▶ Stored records
————————
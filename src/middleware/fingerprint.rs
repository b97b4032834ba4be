use std::convert::Infallible;

use axum::{
    extract::FromRequestParts,
    http::{HeaderMap, header, request::Parts},
};

const FORWARDED_FOR: &str = "x-forwarded-for";

/// Client address plus user agent, or `None` when the request carries neither.
#[derive(Debug, Clone, Default, PartialEq, Eq)]
pub struct ClientFingerprint(pub Option<String>);

impl ClientFingerprint {
    pub fn from_headers(headers: &HeaderMap) -> Self {
        let client = headers
            .get(FORWARDED_FOR)
            .and_then(|v| v.to_str().ok())
            .and_then(|v| v.split(',').next())
            .map(str::trim)
            .filter(|v| !v.is_empty());
        let agent = headers
            .get(header::USER_AGENT)
            .and_then(|v| v.to_str().ok())
            .filter(|v| !v.is_empty());

        match (client, agent) {
            (None, None) => Self(None),
            (client, agent) => Self(Some(format!(
                "{}|{}",
                client.unwrap_or("-"),
                agent.unwrap_or("-")
            ))),
        }
    }
}

impl<S> FromRequestParts<S> for ClientFingerprint
where
    S: Send + Sync,
{
    type Rejection = Infallible;

    async fn from_request_parts(parts: &mut Parts, _state: &S) -> Result<Self, Self::Rejection> {
        Ok(Self::from_headers(&parts.headers))
    }
}
use axum::{Router, routing::post};

use crate::state::AppState;

use super::controller::{
    cancel_delete_account, cancel_update_email, confirm_delete_account, confirm_signup,
    confirm_update_email, confirm_update_password, confirm_update_username,
    request_delete_account, request_update_email, request_update_password,
    request_update_username,
};

pub fn init_verification_router() -> Router<AppState> {
    Router::new()
        .route("/signup/confirm", post(confirm_signup))
        .route("/email", post(request_update_email))
        .route("/email/confirm", post(confirm_update_email))
        .route("/email/cancel", post(cancel_update_email))
        .route("/username", post(request_update_username))
        .route("/username/confirm", post(confirm_update_username))
        .route("/password", post(request_update_password))
        .route("/password/confirm", post(confirm_update_password))
        .route("/delete", post(request_delete_account))
        .route("/delete/confirm", post(confirm_delete_account))
        .route("/delete/cancel", post(cancel_delete_account))
}
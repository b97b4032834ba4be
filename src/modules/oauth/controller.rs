use anyhow::anyhow;
use axum::{
    Json,
    extract::{Path, State},
};
use tracing::instrument;

use warden_models::auth::{OAuthLoginRequest, TokenPair};
use warden_models::{OAuthIdentity, OAuthProvider};

use crate::modules::oauth::service::OAuthService;
use crate::state::AppState;
use crate::utils::errors::AppError;
use crate::validator::ValidatedJson;

#[instrument(skip(state, dto))]
pub async fn oauth_login(
    State(state): State<AppState>,
    Path(provider): Path<String>,
    ValidatedJson(dto): ValidatedJson<OAuthLoginRequest>,
) -> Result<Json<TokenPair>, AppError> {
    let provider = provider
        .parse::<OAuthProvider>()
        .map_err(|_| AppError::not_found(anyhow!("Unknown provider: {}", provider)))?;

    let identity = OAuthIdentity {
        email: dto.email,
        display_name: dto.display_name,
        avatar_url: dto.avatar_url,
    };

    let tokens = OAuthService::handle_oauth(&state, provider, identity).await?;
    Ok(Json(tokens))
}
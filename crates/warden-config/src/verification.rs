use std::time::Duration;

use crate::env_or;

/// Lifetimes of single-use verification tokens.
#[derive(Clone, Debug)]
pub struct VerificationConfig {
    pub signup_ttl: Duration,
    /// Email, username and password changes.
    pub update_ttl: Duration,
    pub delete_ttl: Duration,
}

impl Default for VerificationConfig {
    fn default() -> Self {
        Self {
            signup_ttl: Duration::from_secs(3600),
            update_ttl: Duration::from_secs(900),
            delete_ttl: Duration::from_secs(3600),
        }
    }
}

impl VerificationConfig {
    pub fn from_env() -> Self {
        Self {
            signup_ttl: Duration::from_secs(env_or("VERIFY_SIGNUP_TTL_SECS", 3600)),
            update_ttl: Duration::from_secs(env_or("VERIFY_UPDATE_TTL_SECS", 900)),
            delete_ttl: Duration::from_secs(env_or("VERIFY_DELETE_TTL_SECS", 3600)),
        }
    }
}

#[cfg(test)]
mod tests {
    use super::*;

    #[test]
    fn test_update_window_is_shortest() {
        let config = VerificationConfig::default();
        assert!(config.update_ttl < config.signup_ttl);
        assert_eq!(config.signup_ttl, config.delete_ttl);
    }
}
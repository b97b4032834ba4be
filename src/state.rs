use std::sync::Arc;

use tracing::warn;

use warden_auth::TokenCodec;
use warden_config::{
    EmailConfig, JwtConfig, PasswordConfig, VerificationConfig, WebhookConfig,
};
use warden_core::{AuthError, FieldRules, hash_password_with_cost};
use warden_db::{PgUserStore, UserStore, init_db_pool, run_migrations};
use warden_notify::{Dispatcher, Notifier, SmtpNotifier};

use crate::modules::oauth::avatar::{AvatarFetcher, HttpAvatarFetcher};

/// Everything the engine needs from the environment.
#[derive(Clone, Debug, Default)]
pub struct AppConfig {
    pub jwt: JwtConfig,
    pub email: EmailConfig,
    pub webhook: WebhookConfig,
    pub verification: VerificationConfig,
    pub password: PasswordConfig,
}

impl AppConfig {
    pub fn from_env() -> Self {
        Self {
            jwt: JwtConfig::from_env(),
            email: EmailConfig::from_env(),
            webhook: WebhookConfig::from_env(),
            verification: VerificationConfig::from_env(),
            password: PasswordConfig::from_env(),
        }
    }
}

#[derive(Clone)]
pub struct AppState {
    pub store: Arc<dyn UserStore>,
    pub dispatcher: Dispatcher,
    pub codec: TokenCodec,
    pub rules: FieldRules,
    pub email_config: EmailConfig,
    pub verification_config: VerificationConfig,
    pub password_config: PasswordConfig,
    pub avatar_fetcher: Arc<dyn AvatarFetcher>,
}

impl AppState {
    pub fn new(store: Arc<dyn UserStore>, notifier: Arc<dyn Notifier>, config: AppConfig) -> Self {
        Self {
            store,
            dispatcher: Dispatcher::new(notifier, config.webhook.timeout),
            codec: TokenCodec::new(config.jwt),
            rules: FieldRules::new(),
            email_config: config.email,
            verification_config: config.verification,
            password_config: config.password,
            avatar_fetcher: Arc::new(HttpAvatarFetcher::default()),
        }
    }

    pub fn with_avatar_fetcher(mut self, fetcher: Arc<dyn AvatarFetcher>) -> Self {
        self.avatar_fetcher = fetcher;
        self
    }

    /// Hashes with the configured bcrypt cost.
    pub fn hash_password(&self, password: &str) -> Result<String, AuthError> {
        hash_password_with_cost(password, self.password_config.bcrypt_cost)
    }
}

/// Connects to Postgres, applies migrations and wires the SMTP notifier.
pub async fn init_app_state() -> anyhow::Result<AppState> {
    let pool = init_db_pool().await?;
    run_migrations(&pool).await?;

    let config = AppConfig::from_env();
    if config.jwt.uses_default_secret() {
        warn!("JWT_SECRET is not set; signing tokens with the built-in default secret");
    }
    let notifier = Arc::new(SmtpNotifier::new(
        config.email.clone(),
        config.webhook.clone(),
    ));

    Ok(AppState::new(
        Arc::new(PgUserStore::new(pool)),
        notifier,
        config,
    ))
}
pub mod auth;
pub mod oauth;
pub mod users;
pub mod verification;
//! # Warden Auth
//!
//! Typed, expiring, signed tokens bound to a user identity.
//!
//! - [`claims`]: the [`TokenClaims`] payload and the [`TokenKind`] tag
//! - [`jwt`]: [`TokenCodec`], which mints and validates access and refresh tokens
//!
//! The kind tag lives inside the signed payload. An access token presented where a
//! refresh token is required (or the reverse) is rejected with
//! [`AuthError::InvalidTokenType`](warden_core::AuthError::InvalidTokenType).
//!
//! # Example
//!
//! ```ignore
//! use warden_auth::{TokenCodec, TokenKind};
//! use warden_config::JwtConfig;
//!
//! let codec = TokenCodec::new(JwtConfig::from_env());
//! let pair = codec.mint_pair(user_id)?;
//! let (subject, kind) = codec.validate(&pair.access_token)?;
//! assert_eq!(kind, TokenKind::Access);
//! ```

pub mod claims;
pub mod jwt;

pub use claims::{TokenClaims, TokenKind, TokenPair};
pub use jwt::TokenCodec;
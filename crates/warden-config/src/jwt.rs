use std::env;

use crate::env_or;

const DEFAULT_SECRET: &str = "your-secret-key-change-in-production";

#[derive(Clone, Debug)]
pub struct JwtConfig {
    pub secret: String,
    /// Value of the `iss` claim minted into, and required on, every token.
    pub issuer: String,
    /// Access token lifetime in seconds.
    pub access_token_expiry: i64,
    /// Refresh token lifetime in seconds.
    pub refresh_token_expiry: i64,
}

impl Default for JwtConfig {
    fn default() -> Self {
        Self {
            secret: DEFAULT_SECRET.to_string(),
            issuer: "warden".to_string(),
            access_token_expiry: 900,     // 15 minutes
            refresh_token_expiry: 604800, // 7 days
        }
    }
}

impl JwtConfig {
    pub fn from_env() -> Self {
        let defaults = Self::default();
        Self {
            secret: env::var("JWT_SECRET").unwrap_or(defaults.secret),
            issuer: env::var("JWT_ISSUER").unwrap_or(defaults.issuer),
            access_token_expiry: env_or("JWT_ACCESS_EXPIRY", defaults.access_token_expiry),
            refresh_token_expiry: env_or("JWT_REFRESH_EXPIRY", defaults.refresh_token_expiry),
        }
    }

    /// True when tokens would be signed with the built-in placeholder secret.
    pub fn uses_default_secret(&self) -> bool {
        self.secret == DEFAULT_SECRET
    }
}
//! Request extractors.
//!
//! - [`auth`]: `AuthUser`, the bearer access-token extractor
//! - [`fingerprint`]: `ClientFingerprint`, a coarse device identifier used to
//!   flag logins from a new device
//!
//! # Example
//!
//! ```ignore
//! use crate::middleware::auth::AuthUser;
//!
//! async fn get_profile(AuthUser(user_id): AuthUser) -> impl IntoResponse {
//!     // only reached with a valid access token
//! }
//! ```

pub mod auth;
pub mod fingerprint;
//! Administrative commands run from the `warden` binary.

use uuid::Uuid;

use warden_core::AuthError;
use warden_models::Role;

use crate::modules::auth::service::SessionService;
use crate::state::AppState;

/// Creates a verified password account, bypassing email confirmation.
pub async fn create_user(
    state: &AppState,
    username: &str,
    email: &str,
    password: &str,
    role: Role,
) -> Result<Uuid, AuthError> {
    SessionService::signup(state, username, email, password, role).await
}
use bcrypt::{DEFAULT_COST, hash, verify};

use crate::errors::AuthError;

/// Hashes a password with bcrypt at the default cost.
pub fn hash_password(password: &str) -> Result<String, AuthError> {
    hash_password_with_cost(password, DEFAULT_COST)
}

/// Hashes a password with an explicit bcrypt cost. The salt is random per call
/// and embedded in the returned string.
pub fn hash_password_with_cost(password: &str, cost: u32) -> Result<String, AuthError> {
    hash(password, cost)
        .map_err(|e| AuthError::internal(anyhow::anyhow!("Failed to hash password: {}", e)))
}

/// Compares a password against a bcrypt hash.
///
/// A malformed hash compares as `false`; this never fails on caller input.
pub fn verify_password(password: &str, hash: &str) -> bool {
    verify(password, hash).unwrap_or(false)
}

#[cfg(test)]
mod tests {
    use super::*;
    use bcrypt::DEFAULT_COST;

    const TEST_COST: u32 = 4;

    #[test]
    fn test_hash_and_verify() {
        let hash = hash_password_with_cost("correct horse", TEST_COST).unwrap();
        assert_ne!(hash, "correct horse");
        assert!(verify_password("correct horse", &hash));
        assert!(!verify_password("battery staple", &hash));
    }

    #[test]
    fn test_malformed_hash_is_false() {
        assert!(!verify_password("anything", "not_a_bcrypt_hash"));
        assert!(!verify_password("anything", ""));
    }

    #[test]
    fn test_default_cost_hash() {
        let hash = hash_password("pw").unwrap();
        assert!(hash.contains(&format!("${}$", DEFAULT_COST)));
    }
}
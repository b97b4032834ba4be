//! # Warden DB
//!
//! The [`UserStore`] capability the engine persists through, plus two
//! implementations:
//!
//! - [`PgUserStore`]: PostgreSQL via SQLx, with embedded migrations
//! - [`MemoryUserStore`]: process-local, for embedding and tests
//!
//! # Example
//!
//! ```ignore
//! use std::sync::Arc;
//! use warden_db::{PgUserStore, UserStore, init_db_pool, run_migrations};
//!
//! let pool = init_db_pool().await?;
//! run_migrations(&pool).await?;
//! let store: Arc<dyn UserStore> = Arc::new(PgUserStore::new(pool));
//! ```

pub mod memory;
pub mod postgres;
pub mod store;

use std::env;

pub use memory::MemoryUserStore;
pub use postgres::PgUserStore;
pub use sqlx::PgPool;
pub use store::UserStore;

/// Connects to the database named by `DATABASE_URL`.
pub async fn init_db_pool() -> anyhow::Result<PgPool> {
    let database_url =
        env::var("DATABASE_URL").map_err(|_| anyhow::anyhow!("DATABASE_URL must be set"))?;

    let pool = sqlx::postgres::PgPoolOptions::new()
        .max_connections(10)
        .connect(&database_url)
        .await?;

    Ok(pool)
}

/// Applies the embedded schema migrations.
pub async fn run_migrations(pool: &PgPool) -> anyhow::Result<()> {
    sqlx::migrate!("./migrations").run(pool).await?;
    Ok(())
}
————————
▶ TASK DESCRIPTION
Take every line from the records above that has the word "OAuthIdentity" and copy it.

▶ REPLY
use warden_models::{OAuthIdentity, OAuthProvider};
    let identity = OAuthIdentity {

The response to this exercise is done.